Return every line from the listing where the word "axum" occurs.

Records shown below:

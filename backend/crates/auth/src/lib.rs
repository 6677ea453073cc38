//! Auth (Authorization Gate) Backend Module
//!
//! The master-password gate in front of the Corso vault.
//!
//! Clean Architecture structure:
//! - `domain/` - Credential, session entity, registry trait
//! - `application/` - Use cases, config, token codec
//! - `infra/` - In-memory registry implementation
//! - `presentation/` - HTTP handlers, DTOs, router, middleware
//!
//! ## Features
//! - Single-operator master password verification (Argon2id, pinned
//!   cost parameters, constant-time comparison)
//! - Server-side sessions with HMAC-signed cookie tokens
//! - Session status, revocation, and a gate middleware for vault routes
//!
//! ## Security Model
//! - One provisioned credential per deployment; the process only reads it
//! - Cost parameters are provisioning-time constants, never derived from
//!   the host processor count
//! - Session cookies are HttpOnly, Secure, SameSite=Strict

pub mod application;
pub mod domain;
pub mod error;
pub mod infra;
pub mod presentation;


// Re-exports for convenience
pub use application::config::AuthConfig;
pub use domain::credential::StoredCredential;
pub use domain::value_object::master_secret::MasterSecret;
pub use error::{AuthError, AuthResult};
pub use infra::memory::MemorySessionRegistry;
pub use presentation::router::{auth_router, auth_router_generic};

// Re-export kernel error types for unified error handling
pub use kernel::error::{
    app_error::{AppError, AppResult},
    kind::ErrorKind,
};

End of Records shown.
Records shown below:

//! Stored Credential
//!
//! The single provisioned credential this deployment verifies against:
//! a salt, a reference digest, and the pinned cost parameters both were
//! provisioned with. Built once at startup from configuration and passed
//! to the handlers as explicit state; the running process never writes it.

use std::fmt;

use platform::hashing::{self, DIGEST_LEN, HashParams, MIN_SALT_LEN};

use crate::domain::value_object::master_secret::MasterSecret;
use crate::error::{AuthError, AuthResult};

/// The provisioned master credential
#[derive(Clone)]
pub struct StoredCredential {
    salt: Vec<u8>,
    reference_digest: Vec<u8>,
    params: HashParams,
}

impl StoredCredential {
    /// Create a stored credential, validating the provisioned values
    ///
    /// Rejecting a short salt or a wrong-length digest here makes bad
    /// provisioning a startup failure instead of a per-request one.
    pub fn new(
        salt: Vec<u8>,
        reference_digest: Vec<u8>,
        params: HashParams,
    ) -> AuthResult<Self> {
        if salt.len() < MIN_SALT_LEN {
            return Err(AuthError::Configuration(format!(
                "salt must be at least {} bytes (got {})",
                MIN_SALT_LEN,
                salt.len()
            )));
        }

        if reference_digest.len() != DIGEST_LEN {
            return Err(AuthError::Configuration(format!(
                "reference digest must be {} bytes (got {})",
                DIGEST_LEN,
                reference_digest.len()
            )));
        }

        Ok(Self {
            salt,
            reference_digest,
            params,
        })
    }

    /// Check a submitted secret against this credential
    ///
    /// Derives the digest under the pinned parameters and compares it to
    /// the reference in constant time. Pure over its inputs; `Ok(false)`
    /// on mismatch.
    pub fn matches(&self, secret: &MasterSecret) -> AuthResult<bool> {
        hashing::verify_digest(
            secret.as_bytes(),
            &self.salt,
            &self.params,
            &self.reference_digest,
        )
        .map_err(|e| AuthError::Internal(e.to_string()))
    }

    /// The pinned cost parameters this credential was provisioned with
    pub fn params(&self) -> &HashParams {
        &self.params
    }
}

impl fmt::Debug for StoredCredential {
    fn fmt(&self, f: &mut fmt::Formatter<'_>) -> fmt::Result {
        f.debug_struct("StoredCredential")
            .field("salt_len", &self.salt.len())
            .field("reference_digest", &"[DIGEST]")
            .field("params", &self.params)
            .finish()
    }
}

End of Records shown.
Records shown below:

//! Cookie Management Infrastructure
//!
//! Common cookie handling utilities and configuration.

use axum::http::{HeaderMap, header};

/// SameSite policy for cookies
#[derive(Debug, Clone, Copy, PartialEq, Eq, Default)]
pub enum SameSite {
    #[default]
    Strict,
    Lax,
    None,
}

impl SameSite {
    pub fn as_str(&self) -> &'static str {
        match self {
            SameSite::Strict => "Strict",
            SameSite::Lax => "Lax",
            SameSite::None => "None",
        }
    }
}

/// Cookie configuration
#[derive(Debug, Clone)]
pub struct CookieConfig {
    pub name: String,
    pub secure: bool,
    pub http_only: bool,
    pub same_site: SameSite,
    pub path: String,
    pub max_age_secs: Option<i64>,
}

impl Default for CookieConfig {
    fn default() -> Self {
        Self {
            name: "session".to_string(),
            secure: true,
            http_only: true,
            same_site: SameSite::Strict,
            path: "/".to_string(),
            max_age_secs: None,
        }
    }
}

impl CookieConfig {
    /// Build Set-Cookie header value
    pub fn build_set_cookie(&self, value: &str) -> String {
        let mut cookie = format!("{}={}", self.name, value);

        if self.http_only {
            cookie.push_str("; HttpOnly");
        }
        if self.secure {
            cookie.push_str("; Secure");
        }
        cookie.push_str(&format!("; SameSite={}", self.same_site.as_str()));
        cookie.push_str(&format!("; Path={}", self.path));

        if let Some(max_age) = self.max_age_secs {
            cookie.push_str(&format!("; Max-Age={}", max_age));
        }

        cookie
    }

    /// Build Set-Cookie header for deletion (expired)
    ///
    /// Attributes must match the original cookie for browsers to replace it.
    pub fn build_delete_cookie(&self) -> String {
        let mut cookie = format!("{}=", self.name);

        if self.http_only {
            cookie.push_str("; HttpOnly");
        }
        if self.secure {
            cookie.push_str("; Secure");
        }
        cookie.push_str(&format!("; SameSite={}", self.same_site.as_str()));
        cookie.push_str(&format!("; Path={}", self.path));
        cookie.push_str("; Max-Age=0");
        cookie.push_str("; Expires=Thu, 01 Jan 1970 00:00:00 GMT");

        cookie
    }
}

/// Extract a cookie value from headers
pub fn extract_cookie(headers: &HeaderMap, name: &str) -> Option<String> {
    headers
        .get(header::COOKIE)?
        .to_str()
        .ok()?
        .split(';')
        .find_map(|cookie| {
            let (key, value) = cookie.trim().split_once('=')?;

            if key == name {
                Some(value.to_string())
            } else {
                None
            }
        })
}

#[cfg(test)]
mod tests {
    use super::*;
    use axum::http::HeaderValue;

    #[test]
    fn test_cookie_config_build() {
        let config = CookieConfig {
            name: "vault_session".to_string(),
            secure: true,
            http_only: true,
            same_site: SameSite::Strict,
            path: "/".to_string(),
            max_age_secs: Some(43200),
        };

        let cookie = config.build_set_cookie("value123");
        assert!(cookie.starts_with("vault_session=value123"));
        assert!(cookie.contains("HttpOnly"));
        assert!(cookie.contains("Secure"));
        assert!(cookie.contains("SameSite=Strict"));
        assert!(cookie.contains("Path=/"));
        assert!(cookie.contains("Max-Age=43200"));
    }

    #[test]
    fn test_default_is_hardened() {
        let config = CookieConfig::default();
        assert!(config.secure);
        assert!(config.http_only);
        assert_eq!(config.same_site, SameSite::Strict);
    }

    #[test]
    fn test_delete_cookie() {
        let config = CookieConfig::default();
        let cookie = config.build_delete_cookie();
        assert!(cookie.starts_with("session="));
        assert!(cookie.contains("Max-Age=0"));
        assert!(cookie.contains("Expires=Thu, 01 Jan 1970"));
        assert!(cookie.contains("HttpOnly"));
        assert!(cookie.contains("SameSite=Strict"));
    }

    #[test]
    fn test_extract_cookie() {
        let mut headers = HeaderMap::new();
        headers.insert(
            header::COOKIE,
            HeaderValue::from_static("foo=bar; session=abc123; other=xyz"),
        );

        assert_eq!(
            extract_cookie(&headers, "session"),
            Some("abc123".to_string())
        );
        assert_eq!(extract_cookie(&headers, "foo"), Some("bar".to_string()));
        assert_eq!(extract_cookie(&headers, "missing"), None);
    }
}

End of Records shown.

_Reply:_
use axum::http::{HeaderMap, header};
    use axum::http::HeaderValue;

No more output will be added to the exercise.